▸ **DIRECTIONS**
Look through the entries below and return all lines including the word "strict".
(Beginning of DATA FOR ANALYSIS)
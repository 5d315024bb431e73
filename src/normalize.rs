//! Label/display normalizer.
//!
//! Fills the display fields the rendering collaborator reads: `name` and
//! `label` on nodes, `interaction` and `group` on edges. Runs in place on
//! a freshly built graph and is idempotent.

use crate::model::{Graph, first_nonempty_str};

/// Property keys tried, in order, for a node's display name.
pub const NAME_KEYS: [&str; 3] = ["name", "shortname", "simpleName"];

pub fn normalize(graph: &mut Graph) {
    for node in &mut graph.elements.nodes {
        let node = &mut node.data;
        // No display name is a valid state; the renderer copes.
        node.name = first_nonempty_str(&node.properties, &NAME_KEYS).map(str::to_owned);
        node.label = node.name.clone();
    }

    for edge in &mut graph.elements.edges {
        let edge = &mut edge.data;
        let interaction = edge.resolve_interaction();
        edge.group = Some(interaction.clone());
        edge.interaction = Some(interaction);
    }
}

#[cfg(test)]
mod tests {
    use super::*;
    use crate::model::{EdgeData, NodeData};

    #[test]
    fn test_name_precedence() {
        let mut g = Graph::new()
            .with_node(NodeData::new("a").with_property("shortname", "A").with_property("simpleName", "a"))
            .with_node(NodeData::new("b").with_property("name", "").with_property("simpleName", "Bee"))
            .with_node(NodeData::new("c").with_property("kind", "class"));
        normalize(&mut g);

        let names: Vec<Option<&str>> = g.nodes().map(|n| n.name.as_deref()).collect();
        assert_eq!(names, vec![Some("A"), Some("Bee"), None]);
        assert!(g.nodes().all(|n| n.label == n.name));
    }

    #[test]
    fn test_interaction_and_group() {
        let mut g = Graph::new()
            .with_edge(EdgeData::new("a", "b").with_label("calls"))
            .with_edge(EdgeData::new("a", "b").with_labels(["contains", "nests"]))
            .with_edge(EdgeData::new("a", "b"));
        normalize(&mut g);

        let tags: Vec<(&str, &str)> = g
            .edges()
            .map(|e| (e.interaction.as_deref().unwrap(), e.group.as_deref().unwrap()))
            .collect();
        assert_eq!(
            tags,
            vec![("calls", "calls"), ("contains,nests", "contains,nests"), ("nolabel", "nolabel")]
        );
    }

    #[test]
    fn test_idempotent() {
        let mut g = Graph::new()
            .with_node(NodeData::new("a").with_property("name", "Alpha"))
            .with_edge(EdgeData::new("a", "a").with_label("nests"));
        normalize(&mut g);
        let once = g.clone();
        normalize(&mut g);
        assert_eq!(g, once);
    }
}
(End of DATA FOR ANALYSIS)
(Beginning of DATA FOR ANALYSIS)
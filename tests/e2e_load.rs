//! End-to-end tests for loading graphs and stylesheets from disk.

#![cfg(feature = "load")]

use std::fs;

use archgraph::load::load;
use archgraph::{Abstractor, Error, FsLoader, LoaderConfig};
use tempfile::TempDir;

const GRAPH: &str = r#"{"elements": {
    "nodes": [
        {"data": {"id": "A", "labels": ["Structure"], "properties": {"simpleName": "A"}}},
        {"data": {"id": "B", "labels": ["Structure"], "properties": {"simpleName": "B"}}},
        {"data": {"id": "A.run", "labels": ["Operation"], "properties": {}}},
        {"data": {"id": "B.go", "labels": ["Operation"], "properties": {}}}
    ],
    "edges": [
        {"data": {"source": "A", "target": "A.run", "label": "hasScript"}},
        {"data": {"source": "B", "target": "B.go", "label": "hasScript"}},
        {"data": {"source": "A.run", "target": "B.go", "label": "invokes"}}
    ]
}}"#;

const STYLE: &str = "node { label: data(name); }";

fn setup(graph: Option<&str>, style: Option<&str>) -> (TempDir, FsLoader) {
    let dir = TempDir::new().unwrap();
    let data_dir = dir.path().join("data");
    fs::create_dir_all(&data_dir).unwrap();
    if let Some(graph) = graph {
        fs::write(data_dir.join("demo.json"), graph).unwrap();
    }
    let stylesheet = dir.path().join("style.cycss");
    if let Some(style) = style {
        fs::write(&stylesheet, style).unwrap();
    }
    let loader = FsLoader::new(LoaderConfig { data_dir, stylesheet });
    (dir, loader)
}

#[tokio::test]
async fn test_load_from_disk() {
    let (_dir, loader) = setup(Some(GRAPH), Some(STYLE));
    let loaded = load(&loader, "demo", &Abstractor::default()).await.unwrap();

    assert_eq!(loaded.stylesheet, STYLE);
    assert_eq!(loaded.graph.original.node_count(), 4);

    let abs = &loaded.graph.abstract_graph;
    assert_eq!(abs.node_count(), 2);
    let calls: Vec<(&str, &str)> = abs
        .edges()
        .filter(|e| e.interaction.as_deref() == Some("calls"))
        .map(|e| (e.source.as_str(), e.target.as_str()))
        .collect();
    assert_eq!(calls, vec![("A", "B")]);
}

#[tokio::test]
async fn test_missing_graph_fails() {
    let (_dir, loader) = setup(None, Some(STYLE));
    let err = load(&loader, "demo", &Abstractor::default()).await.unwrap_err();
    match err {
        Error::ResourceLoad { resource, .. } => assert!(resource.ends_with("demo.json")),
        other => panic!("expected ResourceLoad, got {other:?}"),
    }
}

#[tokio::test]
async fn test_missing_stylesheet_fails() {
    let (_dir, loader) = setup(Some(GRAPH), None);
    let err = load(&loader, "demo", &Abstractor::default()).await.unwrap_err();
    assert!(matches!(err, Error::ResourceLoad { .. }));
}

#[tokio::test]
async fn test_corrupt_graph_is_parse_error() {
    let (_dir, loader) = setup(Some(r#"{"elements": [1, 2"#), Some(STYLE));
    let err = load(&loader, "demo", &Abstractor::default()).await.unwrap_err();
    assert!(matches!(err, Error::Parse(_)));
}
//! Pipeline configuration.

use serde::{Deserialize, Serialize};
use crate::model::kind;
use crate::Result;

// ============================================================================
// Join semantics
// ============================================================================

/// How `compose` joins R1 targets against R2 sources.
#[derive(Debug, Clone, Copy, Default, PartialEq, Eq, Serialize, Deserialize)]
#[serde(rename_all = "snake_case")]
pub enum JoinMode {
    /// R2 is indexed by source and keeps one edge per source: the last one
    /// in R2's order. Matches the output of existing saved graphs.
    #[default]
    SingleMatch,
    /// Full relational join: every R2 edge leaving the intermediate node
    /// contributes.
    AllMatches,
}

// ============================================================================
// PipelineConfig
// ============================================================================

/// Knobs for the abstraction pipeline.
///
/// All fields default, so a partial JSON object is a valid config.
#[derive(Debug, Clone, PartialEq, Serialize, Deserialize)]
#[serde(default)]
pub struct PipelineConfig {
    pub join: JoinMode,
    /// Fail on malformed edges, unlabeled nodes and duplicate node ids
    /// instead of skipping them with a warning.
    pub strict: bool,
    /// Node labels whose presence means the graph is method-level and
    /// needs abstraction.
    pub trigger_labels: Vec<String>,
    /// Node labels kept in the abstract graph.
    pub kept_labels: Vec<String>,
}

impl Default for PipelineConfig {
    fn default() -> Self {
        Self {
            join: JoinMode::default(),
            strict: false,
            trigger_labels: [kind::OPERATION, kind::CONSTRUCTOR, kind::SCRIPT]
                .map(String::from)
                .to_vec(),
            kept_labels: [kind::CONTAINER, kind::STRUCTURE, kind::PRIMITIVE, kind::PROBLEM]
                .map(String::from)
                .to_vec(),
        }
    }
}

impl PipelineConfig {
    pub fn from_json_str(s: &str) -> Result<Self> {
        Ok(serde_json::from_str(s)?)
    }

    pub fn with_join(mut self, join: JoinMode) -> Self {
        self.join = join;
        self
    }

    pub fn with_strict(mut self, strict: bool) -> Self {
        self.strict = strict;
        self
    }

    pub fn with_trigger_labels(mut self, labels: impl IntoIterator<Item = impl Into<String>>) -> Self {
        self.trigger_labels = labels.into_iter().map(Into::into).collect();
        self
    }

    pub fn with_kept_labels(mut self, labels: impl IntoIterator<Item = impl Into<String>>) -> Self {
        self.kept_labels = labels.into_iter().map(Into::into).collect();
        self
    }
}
(End of DATA FOR ANALYSIS)
▸ **REPLY TO THE TASK**
    pub strict: bool,
            strict: false,
    pub fn with_strict(mut self, strict: bool) -> Self {
        self.strict = strict;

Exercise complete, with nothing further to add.